> **ASSIGNED TASK**
From the entries below, transcribe exactly the lines between the line holding "use crate::patch::BlockRole;" and the line holding "reg.register(render_instances_def())?;", inclusive; skip all other lines.

==== DATASET CONTENT ====

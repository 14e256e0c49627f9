// SPDX-License-Identifier: Apache-2.0
//! Identifier and hashing utilities.
use blake3::Hasher;

/// Canonical 256-bit hash used throughout the engine for addressing blocks,
/// edges, domains, compiled programs, and patch snapshots.
pub type Hash = [u8; 32];

/// Strongly typed identifier for a block in a patch.
///
/// `BlockId` is an opaque 32-byte identifier (`Hash`). Blocks authored by a
/// host typically use stable, label-derived ids via [`make_block_id`]
/// (`blake3("block:" || label)`), but this is a convention, not a global
/// constraint: the compiler also mints content-addressed provider ids via
/// [`derived_provider_id`] for synthesized default-source blocks.
///
/// Tooling must not assume that every `BlockId` corresponds to a
/// human-readable label, or that ids are reversible back into strings.
#[repr(transparent)]
#[derive(Clone, Copy, PartialEq, Eq, PartialOrd, Ord, Hash, Debug)]
#[cfg_attr(feature = "serde", derive(serde::Serialize, serde::Deserialize))]
pub struct BlockId(pub Hash);

impl BlockId {
    /// Returns the canonical byte representation of this id.
    #[must_use]
    pub fn as_bytes(&self) -> &Hash {
        &self.0
    }
}

/// Identifier for a directed edge within a patch.
#[repr(transparent)]
#[derive(Clone, Copy, PartialEq, Eq, PartialOrd, Ord, Hash, Debug)]
#[cfg_attr(feature = "serde", derive(serde::Serialize, serde::Deserialize))]
pub struct EdgeId(pub Hash);

impl EdgeId {
    /// Returns the canonical byte representation of this id.
    #[must_use]
    pub fn as_bytes(&self) -> &Hash {
        &self.0
    }
}

/// Strongly typed identifier for a field domain artifact.
///
/// Domain identity is what hot-swap classification compares: two domains are
/// "the same" exactly when their `DomainId`s are equal.
#[repr(transparent)]
#[derive(Clone, Copy, PartialEq, Eq, PartialOrd, Ord, Hash, Debug)]
#[cfg_attr(feature = "serde", derive(serde::Serialize, serde::Deserialize))]
pub struct DomainId(pub Hash);

impl DomainId {
    /// Returns the canonical byte representation of this id.
    #[must_use]
    pub fn as_bytes(&self) -> &Hash {
        &self.0
    }
}

/// Produces a stable, domain-separated block identifier (prefix `b"block:"`) using BLAKE3.
pub fn make_block_id(label: &str) -> BlockId {
    let mut hasher = Hasher::new();
    hasher.update(b"block:");
    hasher.update(label.as_bytes());
    BlockId(hasher.finalize().into())
}

/// Produces a stable, domain-separated edge identifier (prefix `b"edge:"`) using BLAKE3.
pub fn make_edge_id(label: &str) -> EdgeId {
    let mut hasher = Hasher::new();
    hasher.update(b"edge:");
    hasher.update(label.as_bytes());
    EdgeId(hasher.finalize().into())
}

/// Produces a stable, domain-separated domain identifier (prefix `b"domain:"`) using BLAKE3.
pub fn make_domain_id(label: &str) -> DomainId {
    let mut hasher = Hasher::new();
    hasher.update(b"domain:");
    hasher.update(label.as_bytes());
    DomainId(hasher.finalize().into())
}

/// Derives the id of the hidden provider block synthesized for an unwired
/// input slot.
///
/// The id is a pure function of `(consumer, slot)` so that repeated
/// compilations of the same patch mint identical provider blocks, and so that
/// provider state keys remain stable across hot swaps.
pub fn derived_provider_id(consumer: &BlockId, slot: &str) -> BlockId {
    let mut hasher = Hasher::new();
    hasher.update(b"default-source:");
    hasher.update(&consumer.0);
    hasher.update(b":");
    hasher.update(slot.as_bytes());
    BlockId(hasher.finalize().into())
}

/// Derives the id of the edge connecting a synthesized provider to its slot.
///
/// Deterministic for the same reason as [`derived_provider_id`]; the two are
/// minted together during default-source materialization.
pub fn derived_provider_edge_id(consumer: &BlockId, slot: &str) -> EdgeId {
    let mut hasher = Hasher::new();
    hasher.update(b"default-edge:");
    hasher.update(&consumer.0);
    hasher.update(b":");
    hasher.update(slot.as_bytes());
    EdgeId(hasher.finalize().into())
}

/// Renders the first eight bytes of a hash as lowercase hex.
///
/// Used by diagnostics and telemetry where a full 64-character id would
/// drown the message. Collisions across the 8-byte prefix are acceptable for
/// display purposes only.
#[must_use]
pub fn short_hex(h: &Hash) -> String {
    let mut short = [0u8; 8];
    short.copy_from_slice(&h[0..8]);
    hex::encode(short)
}
impl Patch {
    /// Empty patch at the current format version.
    #[must_use]
    pub fn new() -> Self {
        Self {
            blocks: Vec::new(),
            edges: Vec::new(),
            version: 1,
        }
    }

    /// Looks up a block by id.
    #[must_use]
    pub fn block(&self, id: &BlockId) -> Option<&Block> {
        self.blocks.iter().find(|b| b.id == *id)
    }

    /// Mutable block lookup.
    pub fn block_mut(&mut self, id: &BlockId) -> Option<&mut Block> {
        self.blocks.iter_mut().find(|b| b.id == *id)
    }

    /// Looks up an edge by id.
    #[must_use]
    pub fn edge(&self, id: &EdgeId) -> Option<&Edge> {
        self.edges.iter().find(|e| e.id == *id)
    }

    /// Mutable edge lookup.
    pub fn edge_mut(&mut self, id: &EdgeId) -> Option<&mut Edge> {
        self.edges.iter_mut().find(|e| e.id == *id)
    }

    /// Inserts a new block.
    ///
    /// # Errors
    ///
    /// [`PatchError::DuplicateBlock`] when the id is already present.
    pub fn add_block(&mut self, block: Block) -> Result<(), PatchError> {
        if self.block(&block.id).is_some() {
            return Err(PatchError::DuplicateBlock(block.id));
        }
        self.blocks.push(block);
        Ok(())
    }

    /// Removes a block and cascades removal of every incident edge.
    ///
    /// # Errors
    ///
    /// [`PatchError::UnknownBlock`] when the id is absent.
    pub fn remove_block(&mut self, id: &BlockId) -> Result<(), PatchError> {
        let before = self.blocks.len();
        self.blocks.retain(|b| b.id != *id);
        if self.blocks.len() == before {
            return Err(PatchError::UnknownBlock(*id));
        }
        self.edges
            .retain(|e| e.from.block != *id && e.to.block != *id);
        Ok(())
    }

    /// Inserts a new edge after structural validation.
    ///
    /// # Errors
    ///
    /// - [`PatchError::DuplicateEdgeId`] when the id is already present.
    /// - [`PatchError::EndpointMissing`] when either endpoint block is
    ///   absent.
    /// - [`PatchError::DuplicateEdge`] when an edge with the identical
    ///   `(from, to)` port pair exists.
    pub fn add_edge(&mut self, edge: Edge) -> Result<(), PatchError> {
        if self.edge(&edge.id).is_some() {
            return Err(PatchError::DuplicateEdgeId(edge.id));
        }
        for endpoint in [&edge.from.block, &edge.to.block] {
            if self.block(endpoint).is_none() {
                return Err(PatchError::EndpointMissing(*endpoint));
            }
        }
        if self
            .edges
            .iter()
            .any(|e| e.from == edge.from && e.to == edge.to)
        {
            return Err(PatchError::DuplicateEdge {
                from_slot: edge.from.slot.clone(),
                to_slot: edge.to.slot.clone(),
            });
        }
        self.edges.push(edge);
        Ok(())
    }

    /// Removes an edge by id.
    ///
    /// # Errors
    ///
    /// [`PatchError::UnknownEdge`] when the id is absent.
    pub fn remove_edge(&mut self, id: &EdgeId) -> Result<(), PatchError> {
        let before = self.edges.len();
        self.edges.retain(|e| e.id != *id);
        if self.edges.len() == before {
            return Err(PatchError::UnknownEdge(*id));
        }
        Ok(())
    }

    /// Sets one scalar param on a block.
    ///
    /// # Errors
    ///
    /// [`PatchError::UnknownBlock`] when the block is absent.
    pub fn set_param(
        &mut self,
        id: &BlockId,
        key: impl Into<String>,
        value: Value,
    ) -> Result<(), PatchError> {
        let block = self.block_mut(id).ok_or(PatchError::UnknownBlock(*id))?;
        block.params.insert(key.into(), value);
        Ok(())
    }

    /// Replaces the transform chain on an edge.
    ///
    /// # Errors
    ///
    /// [`PatchError::UnknownEdge`] when the edge is absent.
    pub fn set_transforms(
        &mut self,
        id: &EdgeId,
        transforms: Vec<TransformStep>,
    ) -> Result<(), PatchError> {
        let edge = self.edge_mut(id).ok_or(PatchError::UnknownEdge(*id))?;
        edge.transforms = transforms;
        Ok(())
    }

    /// Sets the combine policy override for one input slot of a block.
    ///
    /// # Errors
    ///
    /// [`PatchError::UnknownBlock`] when the block is absent.
    pub fn set_combine(
        &mut self,
        id: &BlockId,
        slot: impl Into<String>,
        policy: CombinePolicy,
    ) -> Result<(), PatchError> {
        let block = self.block_mut(id).ok_or(PatchError::UnknownBlock(*id))?;
        block.combine.insert(slot.into(), policy);
        Ok(())
    }

    /// All blocks of the given type name, patch order.
    pub fn blocks_by_type<'a>(&'a self, ty: &'a str) -> impl Iterator<Item = &'a Block> {
        self.blocks.iter().filter(move |b| b.ty == ty)
    }

    /// All blocks carrying the given role, patch order.
    pub fn blocks_by_role(&self, role: BlockRole) -> impl Iterator<Item = &Block> {
        self.blocks.iter().filter(move |b| b.role == Some(role))
    }

    /// Enabled edges into one input slot, sorted by `(sort_key, id)` with
    /// ties broken by the upstream block's `sort_key`.
    #[must_use]
    pub fn edges_into_input(&self, block: &BlockId, slot: &str) -> Vec<&Edge> {
        let mut edges: Vec<&Edge> = self
            .edges
            .iter()
            .filter(|e| e.enabled && e.to.block == *block && e.to.slot == slot)
            .collect();
        edges.sort_by(|a, b| {
            (a.sort_key, a.id, self.writer_sort_key(a))
                .cmp(&(b.sort_key, b.id, self.writer_sort_key(b)))
        });
        edges
    }

    fn writer_sort_key(&self, edge: &Edge) -> u32 {
        self.block(&edge.from.block).map_or(0, |b| b.sort_key)
    }

    /// All hidden bus blocks, patch order.
    pub fn bus_blocks(&self) -> impl Iterator<Item = &Block> {
        self.blocks_by_role(BlockRole::Bus)
    }

    /// Canonical content digest over the full persisted value.
    ///
    /// Encoding mirrors the value encoding discipline: explicit field order,
    /// little-endian lengths, ids as raw 32-byte values.
    #[must_use]
    pub fn digest(&self) -> Hash {
        let mut hasher = blake3::Hasher::new();
        hasher.update(b"patch:");
        hasher.update(&self.version.to_le_bytes());
        hasher.update(&(self.blocks.len() as u64).to_le_bytes());
        for b in &self.blocks {
            hasher.update(b.id.as_bytes());
            hasher.update(&(b.ty.len() as u64).to_le_bytes());
            hasher.update(b.ty.as_bytes());
            hasher.update(&(b.params.len() as u64).to_le_bytes());
            for (k, v) in &b.params {
                hasher.update(&(k.len() as u64).to_le_bytes());
                hasher.update(k.as_bytes());
                hasher.update(&v.encoded());
            }
            hasher.update(&[u8::from(b.hidden)]);
            hasher.update(&b.sort_key.to_le_bytes());
            for t in &b.tags {
                hasher.update(&(t.len() as u64).to_le_bytes());
                hasher.update(t.as_bytes());
            }
        }
        hasher.update(&(self.edges.len() as u64).to_le_bytes());
        for e in &self.edges {
            hasher.update(e.id.as_bytes());
            hasher.update(e.from.block.as_bytes());
            hasher.update(&(e.from.slot.len() as u64).to_le_bytes());
            hasher.update(e.from.slot.as_bytes());
            hasher.update(e.to.block.as_bytes());
            hasher.update(&(e.to.slot.len() as u64).to_le_bytes());
            hasher.update(e.to.slot.as_bytes());
            hasher.update(&[u8::from(e.enabled)]);
            hasher.update(&e.sort_key.to_le_bytes());
            hasher.update(&(e.transforms.len() as u64).to_le_bytes());
            for step in &e.transforms {
                hasher.update(&(step.id.len() as u64).to_le_bytes());
                hasher.update(step.id.as_bytes());
            }
        }
        hasher.finalize().into()
    }
}
// SPDX-License-Identifier: Apache-2.0
//! Field-world blocks: domain producer, per-element coordinates, and the
//! instance render sink.

use crate::block::{
    BlockArgs, BlockCompile, BlockDef, BlockError, BlockRegistry, DefaultSource, OutputDef,
    Outputs, SlotDef,
};
use crate::combine::CombinePolicy;
use crate::ident::make_domain_id;
use crate::ir::{FieldSourceKind, IrBuilder, RenderSpec};
use crate::patch::BlockRole;
use crate::transform::RegistryError;
use crate::types::{DomainKind, TypeDesc};
use crate::value::{DomainDesc, DomainShape, Rgba, Value, Vec2};

pub(crate) fn register(reg: &mut BlockRegistry) -> Result<(), RegistryError> {
    reg.register(grid_domain_def())?;
    reg.register(field_coord_def())?;
    reg.register(render_instances_def())?;
    Ok(())
}

/// The domain artifact type: scalar world, excluded from buses.
const DOMAIN_TY: TypeDesc = TypeDesc::scalar(DomainKind::Domain).not_bus_eligible();

// ─── gridDomain ────────────────────────────────────────────────────────

static GRID_OUTPUTS: &[OutputDef] = &[OutputDef {
    id: "domain",
    ty: DOMAIN_TY,
}];

fn grid_domain_compile(args: &BlockArgs<'_>, b: &mut IrBuilder) -> Result<Outputs, BlockError> {
    #[allow(clippy::cast_possible_truncation, clippy::cast_sign_loss)]
    let cols = args.param_f64("cols", 8.0).max(1.0) as u32;
    #[allow(clippy::cast_possible_truncation, clippy::cast_sign_loss)]
    let rows = args.param_f64("rows", 8.0).max(1.0) as u32;
    // Domain identity covers the producing block and the shape: resizing the
    // grid is a new domain, which hot-swap classifies as Class C.
    let label = format!("{}/{cols}x{rows}", hex::encode(args.id.as_bytes()));
    let desc = DomainDesc {
        id: make_domain_id(&label),
        shape: DomainShape::Grid { cols, rows },
    };
    let mut outputs = Outputs::new();
    outputs.insert("domain", b.scalar_const(&Value::Domain(desc)));
    Ok(outputs)
}

fn grid_domain_def() -> BlockDef {
    BlockDef {
        type_name: "gridDomain",
        role: None,
        hidden: false,
        inputs: &[],
        outputs: GRID_OUTPUTS,
        deferred_input: None,
        compile: BlockCompile::V2(grid_domain_compile),
    }
}

// ─── fieldCoord ────────────────────────────────────────────────────────

static FIELD_COORD_INPUTS: &[SlotDef] = &[SlotDef {
    id: "domain",
    ty: DOMAIN_TY,
    default_source: None,
    combine: CombinePolicy::latest(),
}];

static FIELD_COORD_OUTPUTS: &[OutputDef] = &[
    OutputDef {
        id: "index",
        ty: TypeDesc::field(DomainKind::Float),
    },
    OutputDef {
        id: "unit",
        ty: TypeDesc::field(DomainKind::Unit),
    },
    OutputDef {
        id: "position",
        ty: TypeDesc::field(DomainKind::Point),
    },
];

fn field_coord_compile(args: &BlockArgs<'_>, b: &mut IrBuilder) -> Result<Outputs, BlockError> {
    let domain = args.input("domain")?;
    let mut outputs = Outputs::new();
    outputs.insert("index", b.field_source(domain, FieldSourceKind::Index));
    outputs.insert("unit", b.field_source(domain, FieldSourceKind::UnitCoord));
    outputs.insert("position", b.field_source(domain, FieldSourceKind::GridPos));
    Ok(outputs)
}

fn field_coord_def() -> BlockDef {
    BlockDef {
        type_name: "fieldCoord",
        role: None,
        hidden: false,
        inputs: FIELD_COORD_INPUTS,
        outputs: FIELD_COORD_OUTPUTS,
        deferred_input: None,
        compile: BlockCompile::V2(field_coord_compile),
    }
}

// ─── renderInstances ───────────────────────────────────────────────────

static RENDER_INPUTS: &[SlotDef] = &[
    SlotDef {
        id: "domain",
        ty: DOMAIN_TY,
        default_source: None,
        combine: CombinePolicy::latest(),
    },
    SlotDef {
        id: "position",
        ty: TypeDesc::field(DomainKind::Point),
        default_source: Some(DefaultSource::Const(Value::Point(Vec2::new(0.5, 0.5)))),
        combine: CombinePolicy::latest(),
    },
    SlotDef {
        id: "color",
        ty: TypeDesc::field(DomainKind::Color),
        default_source: Some(DefaultSource::Const(Value::Color(Rgba::rgb(
            1.0, 1.0, 1.0,
        )))),
        combine: CombinePolicy::latest(),
    },
    SlotDef {
        id: "size",
        ty: TypeDesc::field(DomainKind::Float),
        default_source: Some(DefaultSource::Const(Value::Number(8.0))),
        combine: CombinePolicy::latest(),
    },
];

fn render_instances_compile(
    args: &BlockArgs<'_>,
    b: &mut IrBuilder,
) -> Result<Outputs, BlockError> {
    let spec = RenderSpec {
        domain: args.input("domain")?,
        position: args.input("position")?,
        color: args.input("color")?,
        size: args.input("size")?,
    };
    b.set_render(spec)?;
    Ok(Outputs::new())
}

fn render_instances_def() -> BlockDef {
    BlockDef {
        type_name: "renderInstances",
        role: Some(BlockRole::RenderRoot),
        hidden: false,
        inputs: RENDER_INPUTS,
        outputs: &[],
        deferred_input: None,
        compile: BlockCompile::V2(render_instances_compile),
    }
}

====

> **ANSWER SPACE**
use crate::patch::BlockRole;
use crate::transform::RegistryError;
use crate::types::{DomainKind, TypeDesc};
use crate::value::{DomainDesc, DomainShape, Rgba, Value, Vec2};

pub(crate) fn register(reg: &mut BlockRegistry) -> Result<(), RegistryError> {
    reg.register(grid_domain_def())?;
    reg.register(field_coord_def())?;
    reg.register(render_instances_def())?;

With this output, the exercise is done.